Copy out all the lines in the records that include the word "true".

*** Opening Data records ***

//! Range request arithmetic.
//!
//! Parses `Range: <unit>=<from>-[<to>]`, validates it against a
//! [`Ranger`](crate::resource::Ranger) resource, clamps it to the resource
//! extent, and renders `Content-Range` values.
//!
//! Three outcomes are kept distinct:
//!
//! - a range that cannot be parsed is ignored by the dispatcher,
//! - a unit the resource does not declare means "serve the full resource",
//! - a start beyond the extent is a 416 fault carrying `Content-Range: */<total>`.

use std::fmt;
use std::sync::LazyLock;

use regex::Regex;

use crate::error::Fault;
use crate::resource::Ranger;

/// Value of `to` when the request omits the upper bound.
pub const UNBOUNDED: u64 = u64::MAX;

static RANGE_RE: LazyLock<Regex> = LazyLock::new(|| {
    Regex::new(r"^(\w+)=(\d+)-(\d+)?$").expect("range pattern is a valid regex")
});

/// Errors produced while parsing, validating or serving a range.
#[derive(Debug, Clone, thiserror::Error)]
pub enum RangeError {
    /// The `Range` header does not follow `<unit>=<from>-[<to>]`, or
    /// `from > to`.
    #[error("malformed Range header value: {0}")]
    Malformed(String),

    /// The resource does not serve ranges in this unit. The full resource is
    /// served instead.
    #[error("unsupported range unit {0}")]
    UnsupportedUnit(String),

    /// The range starts beyond the resource extent.
    #[error("range not satisfiable: {0}")]
    NotSatisfiable(ContentRange),

    /// The resource failed while producing the slice.
    #[error(transparent)]
    Fault(#[from] Fault),
}

impl From<RangeError> for Fault {
    fn from(err: RangeError) -> Self {
        match err {
            RangeError::NotSatisfiable(content_range) => Fault::range_not_satisfiable(&content_range),
            RangeError::Fault(fault) => fault,
            other => Fault::bad_request("Invalid Range header", &other.to_string()),
        }
    }
}

/// A parsed `Range` request header.
#[derive(Debug, Clone, PartialEq, Eq)]
pub struct Range {
    /// The range unit, e.g. `bytes` or `resources`.
    pub unit: String,
    /// First requested unit, inclusive.
    pub from: u64,
    /// Last requested unit, inclusive. [`UNBOUNDED`] when omitted.
    pub to: u64,
}

impl Range {
    /// Parse a raw `Range` header value.
    ///
    /// # Examples
    ///
    /// ```
    /// use rested_core::range::{Range, UNBOUNDED};
    ///
    /// let r = Range::parse("resources=0-39").unwrap();
    /// assert_eq!((r.from, r.to), (0, 39));
    ///
    /// let open = Range::parse("items=39-").unwrap();
    /// assert_eq!(open.to, UNBOUNDED);
    ///
    /// assert!(Range::parse("bytes 50-100").is_err());
    /// assert!(Range::parse("bytes=100-50").is_err());
    /// ```
    pub fn parse(raw: &str) -> Result<Self, RangeError> {
        let caps = RANGE_RE
            .captures(raw.trim())
            .ok_or_else(|| RangeError::Malformed(raw.to_owned()))?;

        let unit = caps[1].to_owned();
        let from = caps[2]
            .parse::<u64>()
            .map_err(|_| RangeError::Malformed(raw.to_owned()))?;
        let to = match caps.get(3) {
            Some(m) => {
                let to = m
                    .as_str()
                    .parse::<u64>()
                    .map_err(|_| RangeError::Malformed(raw.to_owned()))?;
                if from > to {
                    return Err(RangeError::Malformed(raw.to_owned()));
                }
                to
            }
            None => UNBOUNDED,
        };

        Ok(Self { unit, from, to })
    }

    /// Number of units covered by this range.
    #[must_use]
    pub fn unit_count(&self) -> u64 {
        self.to.saturating_sub(self.from).saturating_add(1)
    }

    /// Check that `ranger` declares this range's unit (case-insensitive).
    pub fn validate(&self, ranger: &dyn Ranger) -> Result<(), RangeError> {
        if ranger
            .units()
            .iter()
            .any(|u| u.eq_ignore_ascii_case(&self.unit))
        {
            Ok(())
        } else {
            Err(RangeError::UnsupportedUnit(self.unit.clone()))
        }
    }

    /// Clamp this range to the extent of `ranger`.
    ///
    /// Fails with [`RangeError::NotSatisfiable`] (carrying `*/<count>`) when
    /// `from` exceeds the count. Otherwise `to` is lowered to `count - 1` if
    /// it overruns.
    pub fn adjust(&mut self, ranger: &dyn Ranger) -> Result<(), RangeError> {
        let count = ranger.count();
        if self.from > count {
            return Err(RangeError::NotSatisfiable(ContentRange::unranged(count)));
        }
        self.to = self.to.min(count.saturating_sub(1));
        Ok(())
    }
}

impl fmt::Display for Range {
    fn fmt(&self, f: &mut fmt::Formatter<'_>) -> fmt::Result {
        if self.to == UNBOUNDED {
            write!(f, "{}={}-", self.unit, self.from)
        } else {
            write!(f, "{}={}-{}", self.unit, self.from, self.to)
        }
    }
}

/// A computed `Content-Range` response value.
///
/// `total` is always the full extent of the resource, independent of how much
/// of it the range covers.
#[derive(Debug, Clone, PartialEq, Eq)]
pub struct ContentRange {
    /// The served range, or `None` when only the extent is reported.
    pub range: Option<Range>,
    /// Total number of units the resource holds.
    pub total: u64,
}

impl ContentRange {
    /// A content range serving `range` out of `total` units.
    #[must_use]
    pub fn new(range: Range, total: u64) -> Self {
        Self {
            range: Some(range),
            total,
        }
    }

    /// A content range that only reports the extent (`*/<total>`).
    #[must_use]
    pub fn unranged(total: u64) -> Self {
        Self { range: None, total }
    }

    /// Whether this content range covers the whole resource, in which case
    /// no `Content-Range` header is needed.
    #[must_use]
    pub fn is_complete(&self) -> bool {
        match &self.range {
            Some(r) => r.from == 0 && r.to == self.total.saturating_sub(1),
            None => true,
        }
    }
}

impl fmt::Display for ContentRange {
    fn fmt(&self, f: &mut fmt::Formatter<'_>) -> fmt::Result {
        if self.total == 0 {
            return f.write_str("*/*");
        }
        match &self.range {
            None => write!(f, "*/{}", self.total),
            Some(r) => write!(f, "{} {}-{}/{}", r.unit, r.from, r.to, self.total),
        }
    }
}
//! CORS policy types and header computation.
//!
//! A policy ([`AccessControlResponse`]) is usually process-wide. Endpoints may
//! compute a per-request policy for preflight requests from the parsed
//! [`AccessControlRequest`]. [`write_cors_headers`] turns a policy into
//! `Access-Control-*` response headers.

use std::time::Duration;

use http::HeaderMap;
use http::header::{
    ACCESS_CONTROL_ALLOW_CREDENTIALS, ACCESS_CONTROL_ALLOW_HEADERS, ACCESS_CONTROL_ALLOW_METHODS,
    ACCESS_CONTROL_ALLOW_ORIGIN, ACCESS_CONTROL_EXPOSE_HEADERS, ACCESS_CONTROL_MAX_AGE,
    ACCESS_CONTROL_REQUEST_HEADERS, ACCESS_CONTROL_REQUEST_METHOD, ORIGIN,
};
use serde::{Deserialize, Serialize};
use typed_builder::TypedBuilder;

use crate::headers::{add_vary, canonical_header_key, header_str, insert_header};

/// Default preflight cache lifetime.
pub const DEFAULT_MAX_AGE: Duration = Duration::from_secs(24 * 60 * 60);

/// An allow-list with three distinct states.
#[derive(Debug, Clone, Default, PartialEq, Eq)]
pub enum AccessList {
    /// Nothing is allowed; the header is omitted.
    #[default]
    Deny,
    /// Anything is allowed.
    AllowAny,
    /// Exactly these values are allowed.
    AllowList(Vec<String>),
}

impl AccessList {
    /// Build an explicit allow-list.
    #[must_use]
    pub fn of<I, S>(items: I) -> Self
    where
        I: IntoIterator<Item = S>,
        S: Into<String>,
    {
        Self::AllowList(items.into_iter().map(Into::into).collect())
    }
}

/// The CORS headers of a request.
#[derive(Debug, Clone, Default, PartialEq, Eq)]
pub struct AccessControlRequest {
    /// Value of `Origin`.
    pub origin: String,
    /// Value of `Access-Control-Request-Method`, if any.
    pub method: Option<String>,
    /// Names listed in `Access-Control-Request-Headers`, without duplicates.
    pub headers: Vec<String>,
}

impl AccessControlRequest {
    /// Parse the CORS headers of a request.
    #[must_use]
    pub fn from_headers(headers: &HeaderMap) -> Self {
        let mut requested: Vec<String> = Vec::new();
        if let Some(raw) = header_str(headers, &ACCESS_CONTROL_REQUEST_HEADERS) {
            for name in raw.split(',').map(str::trim).filter(|n| !n.is_empty()) {
                if !requested.iter().any(|r| r.eq_ignore_ascii_case(name)) {
                    requested.push(name.to_owned());
                }
            }
        }

        Self {
            origin: header_str(headers, &ORIGIN).unwrap_or_default().to_owned(),
            method: header_str(headers, &ACCESS_CONTROL_REQUEST_METHOD).map(ToOwned::to_owned),
            headers: requested,
        }
    }

    /// Whether the request carries no CORS information at all.
    #[must_use]
    pub fn is_empty(&self) -> bool {
        self.origin.is_empty() && self.method.is_none() && self.headers.is_empty()
    }
}

/// A CORS policy: the `Access-Control-*` values to answer with.
#[derive(Debug, Clone, PartialEq, Eq, TypedBuilder)]
pub struct AccessControlResponse {
    /// Value of `Access-Control-Allow-Origin`; omitted when empty.
    #[builder(default = String::from("*"), setter(into))]
    pub origin: String,
    /// Methods allowed on preflight.
    #[builder(default)]
    pub methods: AccessList,
    /// Request headers allowed on preflight.
    #[builder(default)]
    pub headers: AccessList,
    /// Response headers exposed to scripts.
    #[builder(default)]
    pub expose_headers: Vec<String>,
    /// Value of `Access-Control-Allow-Credentials`.
    #[builder(default = true)]
    pub credentials: bool,
    /// Value of `Access-Control-Max-Age`.
    #[builder(default = DEFAULT_MAX_AGE)]
    pub max_age: Duration,
}

impl Default for AccessControlResponse {
    /// A limited policy: any origin, credentials allowed, only simple
    /// cross-origin requests (no preflighted methods or headers).
    fn default() -> Self {
        Self {
            origin: "*".to_owned(),
            methods: AccessList::Deny,
            headers: AccessList::Deny,
            expose_headers: Vec::new(),
            credentials: true,
            max_age: DEFAULT_MAX_AGE,
        }
    }
}

impl AccessControlResponse {
    /// A permissive policy: any origin, any method, any header.
    #[must_use]
    pub fn permissive() -> Self {
        Self {
            methods: AccessList::AllowAny,
            headers: AccessList::AllowAny,
            ..Self::default()
        }
    }
}

/// Named policies selectable from configuration.
#[derive(Debug, Clone, Copy, PartialEq, Eq, Serialize, Deserialize)]
#[serde(rename_all = "lowercase")]
pub enum CorsPreset {
    /// [`AccessControlResponse::default`]
    Default,
    /// [`AccessControlResponse::permissive`]
    Permissive,
}

impl CorsPreset {
    /// Parse a preset name, case-insensitively.
    #[must_use]
    pub fn parse(value: &str) -> Option<Self> {
        match value.trim().to_ascii_lowercase().as_str() {
            "default" => Some(Self::Default),
            "permissive" => Some(Self::Permissive),
            _ => None,
        }
    }

    /// The policy this preset stands for.
    #[must_use]
    pub fn policy(self) -> AccessControlResponse {
        match self {
            Self::Default => AccessControlResponse::default(),
            Self::Permissive => AccessControlResponse::permissive(),
        }
    }
}

/// Write the CORS headers of `policy` into `out`.
///
/// Every cross-origin response gets the origin, credentials and exposed
/// headers, plus `Vary: Origin` unless the origin is `*`. Preflight responses
/// (`preflight == true`) also get the max age, allowed methods (when a method
/// was requested and the policy does not deny) and allowed headers (when
/// headers were requested and the policy does not deny). `AllowAny` resolves
/// to `endpoint_methods` for methods and to an echo of the requested headers
/// for headers.
pub fn write_cors_headers(
    policy: &AccessControlResponse,
    request: &AccessControlRequest,
    preflight: bool,
    endpoint_methods: &[&str],
    out: &mut HeaderMap,
) {
    if !policy.origin.is_empty() {
        insert_header(out, ACCESS_CONTROL_ALLOW_ORIGIN, &policy.origin);
    }
    if policy.origin != "*" {
        add_vary(out, "Origin");
    }
    insert_header(
        out,
        ACCESS_CONTROL_ALLOW_CREDENTIALS,
        if policy.credentials { "true" } else { "false" },
    );
    if !policy.expose_headers.is_empty() {
        insert_header(
            out,
            ACCESS_CONTROL_EXPOSE_HEADERS,
            &policy.expose_headers.join(", "),
        );
    }

    if !preflight {
        return;
    }

    insert_header(
        out,
        ACCESS_CONTROL_MAX_AGE,
        &policy.max_age.as_secs().to_string(),
    );

    if request.method.is_some() {
        let methods = match &policy.methods {
            AccessList::Deny => None,
            AccessList::AllowAny => Some(endpoint_methods.join(", ")),
            AccessList::AllowList(list) => Some(list.join(", ")),
        };
        if let Some(methods) = methods {
            insert_header(out, ACCESS_CONTROL_ALLOW_METHODS, &methods);
        }
    }

    if !request.headers.is_empty() {
        let names: Option<&[String]> = match &policy.headers {
            AccessList::Deny => None,
            AccessList::AllowAny => Some(&request.headers),
            AccessList::AllowList(list) => Some(list),
        };
        if let Some(names) = names {
            let canonical: Vec<String> = names.iter().map(|n| canonical_header_key(n)).collect();
            insert_header(out, ACCESS_CONTROL_ALLOW_HEADERS, &canonical.join(", "));
        }
    }
}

*** Closing Data records ***

◆ **Finished task**:
            None => true,
    #[builder(default = true)]
            credentials: true,
/// (`preflight == true`) also get the max age, allowed methods (when a method
        if policy.credentials { "true" } else { "false" },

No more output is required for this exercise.